Neue Epstein-Ermittlungen bringen Vorwürfe – aber kaum stichhaltige Beweise
Ida SchmitzNeue Epstein-Ermittlungen bringen Vorwürfe – aber kaum stichhaltige Beweise
Eine neue Überprüfung des Falls Jeffrey Epstein hat zwar neue Vorwürfe zutage gefördert, aber kaum handfeste Beweise erbracht. Ermittler geben an, Hinweise auf persönlichen Missbrauch von Mädchen durch Epstein gefunden zu haben. Breiter angelegte Anschuldigungen über seine Verbindungen zu einflussreichen Persönlichkeiten bleiben jedoch unbestätigt.
Die Nachrichtenagentur Associated Press und andere Medien durchforsten Millionen von Dokumentenseiten. Ziel der Suche ist es, die seit langem erhobenen Vorwürfe gegen Epstein und sein Umfeld aufzuklären.
Eine Anklägerin berichtete den Ermittlern, Epstein habe sie an wohlhabende Freunde "verliehen". Doch keine weiteren Opfer traten mit vergleichbaren Schilderungen vor. Ohne zusätzliche Aussagen konnte ihre Behauptung nicht verifiziert werden.
Auch Finanzunterlagen mit Bezug zu prominenten Persönlichkeiten wurden geprüft. Die Auswertung ergab keine Anzeichen für kriminelle Machenschaften. Ebenso fanden die Ermittler keine Belege dafür, dass Epstein systematisch Opfer an die globale Elite vermittelt habe.

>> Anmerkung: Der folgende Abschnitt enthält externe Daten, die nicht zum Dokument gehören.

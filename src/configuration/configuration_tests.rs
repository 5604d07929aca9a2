use std::collections::HashSet;

use indexmap::IndexMap;
use proptest::prelude::*;

use crate::configuration::{
    ConfigurationEnumerator, ElectronBudget, Occupation, OccupationSymbol, OrbitalSpace,
};

fn irreps(specs: &[(&str, usize)]) -> IndexMap<String, usize> {
    specs
        .iter()
        .map(|(label, count)| (label.to_string(), *count))
        .collect()
}

fn binomial(n: usize, k: usize) -> usize {
    if k > n {
        return 0;
    }
    (0..k).fold(1, |acc, i| acc * (n - i) / (i + 1))
}

fn set_of(configurations: &[&str]) -> HashSet<String> {
    configurations.iter().map(|s| s.to_string()).collect()
}

#[test]
fn test_configuration_occupation_symbol_overlay() {
    assert_eq!(
        OccupationSymbol::Empty.with_alpha(),
        Some(OccupationSymbol::Alpha)
    );
    assert_eq!(
        OccupationSymbol::Beta.with_alpha(),
        Some(OccupationSymbol::Double)
    );
    assert_eq!(OccupationSymbol::Alpha.with_alpha(), None);
    assert_eq!(
        OccupationSymbol::Alpha.with_beta(),
        Some(OccupationSymbol::Double)
    );
    assert_eq!(OccupationSymbol::Beta.with_beta(), None);
    assert_eq!(OccupationSymbol::Double.with_beta(), None);
    assert_eq!(OccupationSymbol::Double.weight(), 2);
    assert!(OccupationSymbol::try_from('x').is_err());
}

#[test]
fn test_configuration_occupation_from_placements() {
    let occ = Occupation::from_placements(4, &[0, 2], &[0, 3]).unwrap();
    assert_eq!(occ.to_string(), "20ab");
    assert_eq!(occ.weight(), 4);

    // Repeated beta index
    assert!(Occupation::from_placements(3, &[0], &[1, 1]).is_none());

    // Out of range
    assert!(Occupation::from_placements(3, &[3], &[]).is_none());

    let parsed = "2a 0 b".parse::<Occupation>().unwrap();
    assert_eq!(parsed.to_string(), "2a0b");
    assert_eq!(parsed.weight(), 4);
}

#[test]
fn test_configuration_orbital_space_grouping() {
    let space = OrbitalSpace::new(irreps(&[("A1", 3), ("B1", 1), ("B2", 2)]));
    assert_eq!(space.n_orbitals(), 6);
    assert_eq!(space.boundaries(), vec![(0, 3), (3, 4), (4, 6)]);
    let occ = "22ab0a".parse::<Occupation>().unwrap();
    assert_eq!(space.format(&occ).unwrap(), "22a b 0a");
    assert_eq!(space.to_string(), "A1(3) B1(1) B2(2)");

    let short = "2".parse::<Occupation>().unwrap();
    assert!(space.format(&short).is_err());
    let long = "22ab0a0".parse::<Occupation>().unwrap();
    assert!(space.format(&long).is_err());
}

#[test]
fn test_configuration_electron_budget() {
    let budget = ElectronBudget::new(10, 2).unwrap();
    assert_eq!(budget.active_electrons(), 8);
    assert_eq!(budget.n_alpha(), 4);
    assert_eq!(budget.n_beta(), 4);

    let budget = ElectronBudget::new(5, 0).unwrap();
    assert_eq!(budget.n_alpha(), 2);
    assert_eq!(budget.n_beta(), 3);

    assert!(ElectronBudget::new(2, 4).is_err());
}

#[test]
fn test_configuration_electron_budget_deserialisation() {
    let budget =
        serde_yaml::from_str::<ElectronBudget>("total_electrons: 10\nfrozen_core: 2\n").unwrap();
    assert_eq!(budget, ElectronBudget::new(10, 2).unwrap());

    let invalid = serde_yaml::from_str::<ElectronBudget>("total_electrons: 2\nfrozen_core: 4\n");
    assert!(invalid.is_err());

    let bytes = bincode::serialize(&(2usize, 4usize)).unwrap();
    assert!(bincode::deserialize::<ElectronBudget>(&bytes).is_err());
    let bytes = bincode::serialize(&budget).unwrap();
    assert_eq!(bincode::deserialize::<ElectronBudget>(&bytes).unwrap(), budget);
}

#[test]
fn test_configuration_enumerator_single_irrep() {
    let enumerator = ConfigurationEnumerator::new(2, 0, irreps(&[("A", 2)])).unwrap();
    let configurations = enumerator.enumerate();
    assert_eq!(
        configurations.iter().cloned().collect::<HashSet<_>>(),
        set_of(&["20", "02", "ab", "ba"])
    );
}

#[test]
fn test_configuration_enumerator_two_irreps() {
    let enumerator = ConfigurationEnumerator::new(2, 0, irreps(&[("A", 1), ("B", 1)])).unwrap();
    let configurations = enumerator.enumerate();
    assert_eq!(
        configurations.iter().cloned().collect::<HashSet<_>>(),
        set_of(&["2 0", "0 2", "a b", "b a"])
    );
}

#[test]
fn test_configuration_enumerator_no_active_electrons() {
    let enumerator =
        ConfigurationEnumerator::new(0, 0, irreps(&[("Ag", 2), ("B1u", 1), ("B3g", 3)])).unwrap();
    let configurations = enumerator.enumerate();
    assert_eq!(configurations.len(), 1);
    assert!(configurations.contains("00 0 000"));

    let enumerator = ConfigurationEnumerator::new(4, 4, irreps(&[("A", 2)])).unwrap();
    assert_eq!(enumerator.enumerate().sorted(), vec!["00"]);
}

#[test]
fn test_configuration_enumerator_too_many_electrons() {
    // Three beta electrons do not fit in two orbitals.
    let enumerator = ConfigurationEnumerator::new(5, 0, irreps(&[("A", 1), ("B", 1)])).unwrap();
    assert!(enumerator.enumerate().is_empty());
    assert!(enumerator.enumerate_par().is_empty());

    // Fully occupied.
    let enumerator = ConfigurationEnumerator::new(4, 0, irreps(&[("A", 1), ("B", 1)])).unwrap();
    assert_eq!(enumerator.enumerate().sorted(), vec!["2 2"]);
}

#[test]
fn test_configuration_enumerator_odd_electrons() {
    // One alpha and two beta electrons.
    let enumerator = ConfigurationEnumerator::new(4, 1, irreps(&[("A", 2), ("B", 1)])).unwrap();
    let configurations = enumerator.enumerate();
    assert_eq!(configurations.len(), 3 * 3);
    assert!(configurations.contains("2b 0"));
    assert!(configurations.contains("bb a"));
    assert!(configurations.contains("0b 2"));
    assert!(!configurations.contains("aa b"));
    configurations.iter().for_each(|configuration| {
        let occ = configuration.parse::<Occupation>().unwrap();
        let n_alpha = occ
            .symbols()
            .iter()
            .filter(|s| matches!(s, OccupationSymbol::Alpha | OccupationSymbol::Double))
            .count();
        assert_eq!(n_alpha, 1);
        assert_eq!(occ.weight(), 3);
    });
}

#[test]
fn test_configuration_enumerator_empty_irrep_group() {
    let enumerator =
        ConfigurationEnumerator::new(2, 0, irreps(&[("A", 1), ("B", 0), ("C", 1)])).unwrap();
    let configurations = enumerator.enumerate();
    assert_eq!(configurations.len(), 4);
    assert!(configurations.contains("2  0"));
    assert!(configurations.contains("a  b"));
}

#[test]
fn test_configuration_enumerator_preview_sorted() {
    let enumerator = ConfigurationEnumerator::new(2, 0, irreps(&[("A", 2)])).unwrap();
    let configurations = enumerator.enumerate();
    assert_eq!(configurations.sorted(), vec!["02", "20", "ab", "ba"]);
    assert_eq!(configurations.preview(2).len(), 2);
    assert_eq!(configurations.preview(2)[0], "02");
    assert_eq!(configurations.preview(10).len(), 4);
}

#[test]
fn test_configuration_enumerator_builder() {
    let enumerator = ConfigurationEnumerator::builder()
        .orbital_space(OrbitalSpace::new(irreps(&[("A1", 2), ("B2", 1)])))
        .electron_budget(ElectronBudget::new(4, 2).unwrap())
        .build()
        .unwrap();
    assert_eq!(enumerator.orbital_space().n_orbitals(), 3);
    assert_eq!(enumerator.electron_budget().active_electrons(), 2);
    assert_eq!(enumerator.enumerate().len(), 9);
}

#[test]
fn test_configuration_enumerator_count_matches_placements() {
    // Every (alpha, beta) placement pair maps onto a distinct configuration.
    let enumerator = ConfigurationEnumerator::new(
        6,
        2,
        irreps(&[("Ag", 2), ("B3u", 1), ("B2u", 1), ("B1g", 2)]),
    )
    .unwrap();
    let configurations = enumerator.enumerate();
    assert_eq!(configurations.len(), binomial(6, 2) * binomial(6, 2));
}

#[test]
fn test_configuration_enumerator_parallel_matches_serial() {
    let enumerator = ConfigurationEnumerator::new(
        7,
        2,
        irreps(&[("A1", 3), ("A2", 1), ("B1", 2), ("B2", 1)]),
    )
    .unwrap();
    let serial = enumerator.enumerate();
    let parallel = enumerator.enumerate_par();
    assert_eq!(serial.len(), binomial(7, 2) * binomial(7, 3));
    assert_eq!(serial, parallel);
}

proptest! {
    #[test]
    fn test_configuration_enumerator_invariants(
        counts in prop::collection::vec(0usize..=3, 1..=3),
        active in 0usize..=8,
        frozen in 0usize..=2,
    ) {
        let specs = counts
            .iter()
            .enumerate()
            .map(|(i, count)| (format!("G{i}"), *count))
            .collect::<IndexMap<_, _>>();
        let n_orbitals: usize = counts.iter().sum();
        let enumerator =
            ConfigurationEnumerator::new(active + frozen, frozen, specs).unwrap();
        let n_alpha = active / 2;
        let n_beta = active - n_alpha;
        let configurations = enumerator.enumerate();

        prop_assert_eq!(
            configurations.len(),
            binomial(n_orbitals, n_alpha) * binomial(n_orbitals, n_beta)
        );
        for configuration in configurations.iter() {
            let groups = configuration.split(' ').collect::<Vec<_>>();
            prop_assert_eq!(groups.len(), counts.len());
            for (group, count) in groups.iter().zip(counts.iter()) {
                prop_assert_eq!(group.chars().count(), *count);
            }
            let occ = configuration.parse::<Occupation>().unwrap();
            prop_assert_eq!(occ.n_orbitals(), n_orbitals);
            prop_assert_eq!(occ.weight(), active);
        }
    }
}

Trotz der fehlenden Bestätigungen bleibt die Möglichkeit bestehen, dass einige Beweise übersehen wurden. Die schiere Menge an Akten bedeutet, dass nicht jedes Detail gründlich überprüft worden sein könnte.
Die jüngsten Erkenntnisse tragen kaum zum öffentlichen Verständnis von Epsteins weiterem Netzwerk bei. Während sich die Vorwürfe des persönlichen Missbrauchs teilweise erhärten, bleiben die umfassenderen Anschuldigungen gegen seine Kontakte unbelegt. Die Suche nach Antworten geht weiter, während weitere Dokumente unter die Lupe genommen werden.